The founders envisioned a biotech that could offer the next-generation in obesity care, covering issues that the leading approved medicines, Novo’s Wegovy and Lilly’s Zepbound, did not address. Board member Kristina Burow, managing director of ARCH Venture Partners, said at the time that the company would improve on weight maintenance, muscle preservation, dosing frequency and efficacy, tolerability and patient access.
The company accelerated at a rapid pace. In September 2024, the Phase I trial of MET-097 showed a 7.5% reduction in body weight at day 36. Two months later, Metsera literally took those results to the bank, raising a $215 million series B, adding new investors and preparing for the Phase II trial of MET-097.

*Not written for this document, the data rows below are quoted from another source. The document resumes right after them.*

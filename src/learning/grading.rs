use std::collections::HashMap;

use serde::Serialize;

use crate::learning::QuizQuestion;

#[derive(Debug, Clone, PartialEq, thiserror::Error)]
pub enum GradingError {
    #[error("this module has no quiz questions")]
    NoQuestions,
    #[error("`{key}` is not a question index (expected 0..{total})")]
    UnknownQuestion { key: String, total: usize },
}

#[derive(Debug, Clone, Serialize, utoipa::ToSchema)]
pub struct QuestionFeedback {
    pub question_id: String,
    pub question: String,
    pub user_answer: Option<String>,
    pub correct_answer: String,
    pub is_correct: bool,
    pub explanation: String,
}

#[derive(Debug, Clone, Serialize, utoipa::ToSchema)]
pub struct QuizOutcome {
    /// Percentage of correct answers, within `0.0..=100.0`.
    pub score: f64,
    pub correct_answers: usize,
    pub total_questions: usize,
    pub feedback: Vec<QuestionFeedback>,
}

/// Grades `answers` (question index → chosen answer) against the stored questions.
///
/// Keys are plain decimal indices (`"0"`, `"1"`, ...); anything else is rejected.
///
/// An answer is correct only if it equals the stored correct answer exactly;
/// unanswered questions count as wrong.
pub fn grade(
    questions: &[QuizQuestion],
    answers: &HashMap<String, String>,
) -> Result<QuizOutcome, GradingError> {
    let total = questions.len();
    if total == 0 {
        return Err(GradingError::NoQuestions);
    }

    // only canonical keys, so no two keys can name the same question
    let mut by_index: HashMap<usize, &str> = HashMap::with_capacity(answers.len());
    for (key, answer) in answers {
        let index = key
            .parse::<usize>()
            .ok()
            .filter(|i| *i < total && i.to_string() == *key)
            .ok_or_else(|| GradingError::UnknownQuestion {
                key: key.clone(),
                total,
            })?;
        by_index.insert(index, answer.as_str());
    }

    let feedback: Vec<QuestionFeedback> = questions
        .iter()
        .enumerate()
        .map(|(i, q)| {
            let user_answer = by_index.get(&i).copied();
            QuestionFeedback {
                question_id: i.to_string(),
                question: q.question.clone(),
                user_answer: user_answer.map(str::to_string),
                correct_answer: q.correct_answer.clone(),
                is_correct: user_answer == Some(q.correct_answer.as_str()),
                explanation: q.explanation.clone(),
            }
        })
        .collect();

    let correct = feedback.iter().filter(|f| f.is_correct).count();
    let score = (correct as f64 / total as f64 * 10_000.0).round() / 100.0;

    Ok(QuizOutcome {
        score,
        correct_answers: correct,
        total_questions: total,
        feedback,
    })
}

/// What the learner should do after scoring `score` on a module.
pub fn next_steps(score: f64) -> (&'static str, bool) {
    if score >= 80.0 {
        ("Great job! You're ready to move on to the next topic.", false)
    } else if score >= 50.0 {
        (
            "You're getting there! Try some practice exercises before moving on.",
            false,
        )
    } else {
        (
            "It looks like you need more practice with this topic. Try reviewing the material again.",
            true,
        )
    }
}

#[cfg(test)]
mod test {
    use super::*;
    use crate::learning::QuestionType;

    fn questions() -> Vec<QuizQuestion> {
        ["Stack", "Queue", "true"]
            .iter()
            .enumerate()
            .map(|(i, answer)| QuizQuestion {
                question: format!("Question {i}"),
                question_type: QuestionType::MultipleChoice,
                options: vec![],
                correct_answer: answer.to_string(),
                explanation: format!("Because {answer}"),
            })
            .collect()
    }

    fn answers(pairs: &[(&str, &str)]) -> HashMap<String, String> {
        pairs
            .iter()
            .map(|(k, v)| (k.to_string(), v.to_string()))
            .collect()
    }

    #[test]
    fn all_correct_scores_hundred() {
        let outcome = grade(
            &questions(),
            &answers(&[("0", "Stack"), ("1", "Queue"), ("2", "true")]),
        )
        .unwrap();
        assert_eq!(outcome.score, 100.0);
        assert_eq!(outcome.correct_answers, 3);
        assert!(outcome.feedback.iter().all(|f| f.is_correct));
    }

    #[test]
    fn all_wrong_scores_zero() {
        let outcome = grade(
            &questions(),
            &answers(&[("0", "Queue"), ("1", "Stack"), ("2", "false")]),
        )
        .unwrap();
        assert_eq!(outcome.score, 0.0);
        assert_eq!(outcome.correct_answers, 0);
    }

    #[test]
    fn match_is_exact() {
        let outcome = grade(&questions(), &answers(&[("0", "stack"), ("1", "Queue ")])).unwrap();
        assert_eq!(outcome.correct_answers, 0);
    }

    #[test]
    fn missing_answers_count_as_wrong() {
        let outcome = grade(&questions(), &answers(&[("1", "Queue")])).unwrap();
        assert_eq!(outcome.correct_answers, 1);
        assert_eq!(outcome.total_questions, 3);
        assert_eq!(outcome.score, 33.33);
        assert_eq!(outcome.feedback[0].user_answer, None);
        assert_eq!(outcome.feedback[1].explanation, "Because Queue");
    }

    #[test]
    fn empty_submission_is_valid() {
        let outcome = grade(&questions(), &HashMap::new()).unwrap();
        assert_eq!(outcome.score, 0.0);
    }

    #[test]
    fn unknown_keys_are_rejected() {
        let err = grade(&questions(), &answers(&[("3", "x")])).unwrap_err();
        assert_eq!(
            err,
            GradingError::UnknownQuestion {
                key: "3".to_string(),
                total: 3
            }
        );
        assert!(grade(&questions(), &answers(&[("first", "x")])).is_err());
        assert!(grade(&questions(), &answers(&[("-1", "x")])).is_err());
    }

    #[test]
    fn keys_must_be_canonical_indices() {
        for key in [" 0", "0 ", "00", "+0", "01"] {
            assert_eq!(
                grade(&questions(), &answers(&[(key, "Stack")])).unwrap_err(),
                GradingError::UnknownQuestion {
                    key: key.to_string(),
                    total: 3
                },
                "{key:?}"
            );
        }

        // the same question spelled twice can not race
        let err = grade(&questions(), &answers(&[("0", "Stack"), (" 0", "Queue")])).unwrap_err();
        assert!(matches!(err, GradingError::UnknownQuestion { key, .. } if key == " 0"));
    }

    #[test]
    fn no_questions_is_an_error() {
        assert_eq!(
            grade(&[], &HashMap::new()).unwrap_err(),
            GradingError::NoQuestions
        );
    }

    #[test]
    fn score_stays_in_range() {
        let qs = questions();
        for mask in 0..8u8 {
            let mut map = HashMap::new();
            for (i, q) in qs.iter().enumerate() {
                let answer = if mask & (1 << i) != 0 {
                    q.correct_answer.clone()
                } else {
                    "nope".to_string()
                };
                map.insert(i.to_string(), answer);
            }
            let outcome = grade(&qs, &map).unwrap();
            assert!((0.0..=100.0).contains(&outcome.score));
            assert_eq!(outcome.correct_answers, mask.count_ones() as usize);
        }
    }

    #[test]
    fn next_steps_follow_thresholds() {
        assert!(!next_steps(100.0).1);
        assert!(next_steps(80.0).0.contains("next topic"));
        assert!(next_steps(50.0).0.contains("practice exercises"));
        assert!(next_steps(49.99).1);
    }
}
use gyanforge::{error::run_with_error_handler, run};

#[tokio::main]
#[tracing::instrument]
async fn main() {
    run_with_error_handler(run).await;
}
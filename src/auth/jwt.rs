use chrono::{Duration, Utc};
use jsonwebtoken::{DecodingKey, EncodingKey, Header, TokenData, Validation};
use serde::{Deserialize, Serialize};
use uuid::Uuid;

use crate::auth::{CryptError, CryptResult};

#[derive(Debug, Clone, Serialize, Deserialize)]
pub struct UserClaims {
    pub sub: String,
    pub exp: i64,
    pub iat: i64,
}

pub fn generate_token<K: AsRef<[u8]>>(
    claims: UserClaims,
    key: K,
) -> jsonwebtoken::errors::Result<String> {
    let header = Header::default();
    let key = EncodingKey::from_secret(key.as_ref());

    let token = jsonwebtoken::encode(&header, &claims, &key)?;
    Ok(token)
}

/// Signs an access token for `user_id` valid for `ttl_minutes`.
///
/// A lifetime that does not fit a timestamp is an error, not a panic.
pub fn issue_token<K: AsRef<[u8]>>(user_id: Uuid, ttl_minutes: i64, key: K) -> CryptResult<String> {
    let now = Utc::now();
    let exp = Duration::try_minutes(ttl_minutes)
        .and_then(|ttl| now.checked_add_signed(ttl))
        .ok_or(CryptError::TokenLifetime(ttl_minutes))?;

    let claims = UserClaims {
        sub: user_id.to_string(),
        exp: exp.timestamp(),
        iat: now.timestamp(),
    };
    Ok(generate_token(claims, key)?)
}

pub fn process_token<K: AsRef<[u8]>>(
    token: &str,
    key: K,
) -> jsonwebtoken::errors::Result<TokenData<UserClaims>> {
    let validation = Validation::default();
    let key = DecodingKey::from_secret(key.as_ref());

    let claims = jsonwebtoken::decode::<UserClaims>(token, &key, &validation)?;
    Ok(claims)
}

In early January, MET-097 read out initial Phase II results, showing 1.3% mean placebo-adjusted weight loss at 12 weeks with no plateau observed. Again, Metsera capitalized on the excitement, this time striking out for Nasdaq with an initial public offering. To date, it remains the most successful biotech IPO of the year, with the shares climbing 176% since the debut. Since Pfizer’s initial offer, Metsera’s shares have risen from around $33 to over $73 today.
In June, MET-233 got some time in the sun. The drug achieved placebo-subtracted mean weight loss up to 8.4% at day 36 in a Phase I trial.
Three months later, Pfizer’s offer arrived, which S&P Capital Markets valued at about $7.6 billion. Metsera was offered $4.9 billion upfront, plus a contingent value right for the remaining value at closing. A few days later, Metsera released the 14.1% weight loss data for MET-097.
In regulatory documents that came out detailing the Pfizer transaction, Metsera revealed a bidding war over the summer. We now know that Novo was one of the companies fighting for the deal.
As of publication, Novo’s $10 billion revised bid, submitted yesterday, is the highest and Pfizer has two business days to respond.